* Exercise aim *
Copy out the lines of the material that include the string "mpsc".

* Exercise material *
━━━━━━

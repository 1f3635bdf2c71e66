//! Data models for gateway storage.

#[derive(Debug, Clone, sqlx::FromRow)]
pub struct CertificateRecord {
    /// Local monotonic id assigned at insert; not the 32-byte certificate id.
    pub id: i64,
    /// The exact serialized submission request, preserved byte-exact.
    pub raw_request: Vec<u8>,
    /// Derived JSON summary used only for display and metrics.
    pub metadata: String,
    /// The 32-byte certificate identifier computed at intercept time.
    pub cert_id: Vec<u8>,
    /// Unix milliseconds.
    pub received_at: i64,
    /// Unix milliseconds; set once when the record is forwarded or overridden.
    pub processed_at: Option<i64>,
}
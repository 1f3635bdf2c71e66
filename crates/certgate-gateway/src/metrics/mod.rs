//! Event- and tick-driven recomputation of queue metrics.
//!
//! State changes post a token into a buffered channel; the worker
//! recomputes from storage on every token. A full channel means a
//! recompute is already queued, so extra triggers are dropped. A 5-second
//! heartbeat covers anything that slips through.

mod reporter;

pub use reporter::{PrometheusReporter, Totals};

use std::collections::HashMap;
use std::sync::Arc;
use std::time::Duration;

use num_bigint::BigUint;
use serde_json::Value;
use tokio::sync::{mpsc, watch};
use tracing::{debug, error};

use crate::storage::{CertificateRecord, GatewayStore};

const TRIGGER_CAPACITY: usize = 256;
const HEARTBEAT_INTERVAL: Duration = Duration::from_secs(5);

/// Cheap cloneable handle for posting a metrics refresh.
#[derive(Clone)]
pub struct MetricsHandle {
    trigger_tx: mpsc::Sender<()>,
}

impl MetricsHandle {
    /// Non-blocking refresh request; dropped when the channel is full.
    pub fn trigger(&self) {
        let _ = self.trigger_tx.try_send(());
    }
}

pub struct MetricsUpdater {
    store: GatewayStore,
    reporter: Arc<PrometheusReporter>,
}

impl MetricsUpdater {
    pub fn new(store: GatewayStore, reporter: Arc<PrometheusReporter>) -> Self {
        Self { store, reporter }
    }

    /// Spawn the recompute worker and the heartbeat; returns the trigger
    /// handle shared by every component that mutates queue state.
    pub fn start(self, shutdown: watch::Receiver<bool>) -> MetricsHandle {
        let (trigger_tx, mut trigger_rx) = mpsc::channel(TRIGGER_CAPACITY);
        let handle = MetricsHandle { trigger_tx };

        let mut worker_shutdown = shutdown.clone();
        tokio::spawn(async move {
            loop {
                tokio::select! {
                    Some(()) = trigger_rx.recv() => self.update().await,
                    _ = worker_shutdown.changed() => return,
                }
            }
        });

        let heartbeat = handle.clone();
        let mut heartbeat_shutdown = shutdown;
        tokio::spawn(async move {
            let mut ticker = tokio::time::interval(HEARTBEAT_INTERVAL);
            loop {
                tokio::select! {
                    _ = ticker.tick() => {
                        debug!("timer based metrics refresh");
                        heartbeat.trigger();
                    }
                    _ = heartbeat_shutdown.changed() => return,
                }
            }
        });

        handle
    }

    async fn update(&self) {
        debug!("updating metrics");
        let unprocessed = match self.store.list_unprocessed().await {
            Ok(records) => records,
            Err(err) => {
                error!(error = %err, "failed to list unprocessed certificates");
                return;
            }
        };

        let totals = compute_totals(&unprocessed);
        self.reporter.report_totals(&totals);
    }
}

/// Fold the stored metadata summaries into per-network totals.
pub fn compute_totals(records: &[CertificateRecord]) -> Totals {
    let mut networks: HashMap<u32, BigUint> = HashMap::new();

    for record in records {
        if record.metadata.is_empty() {
            continue;
        }
        let Ok(meta) = serde_json::from_str::<Value>(&record.metadata) else {
            continue;
        };
        let Some(network) = meta.get("network_id").and_then(Value::as_u64) else {
            continue;
        };
        let entry = networks.entry(network as u32).or_default();

        if let Some(exits) = meta.get("bridge_exits").and_then(Value::as_array) {
            for exit in exits {
                if let Some(amount) = exit
                    .get("amount")
                    .and_then(Value::as_str)
                    .and_then(|s| s.parse::<u64>().ok())
                {
                    *entry += amount;
                }
            }
        }
    }

    Totals {
        cert_count: records.len() as u64,
        networks,
    }
}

━━━━━━

* Written response *
use tokio::sync::{mpsc, watch};
    trigger_tx: mpsc::Sender<()>,
        let (trigger_tx, mut trigger_rx) = mpsc::channel(TRIGGER_CAPACITY);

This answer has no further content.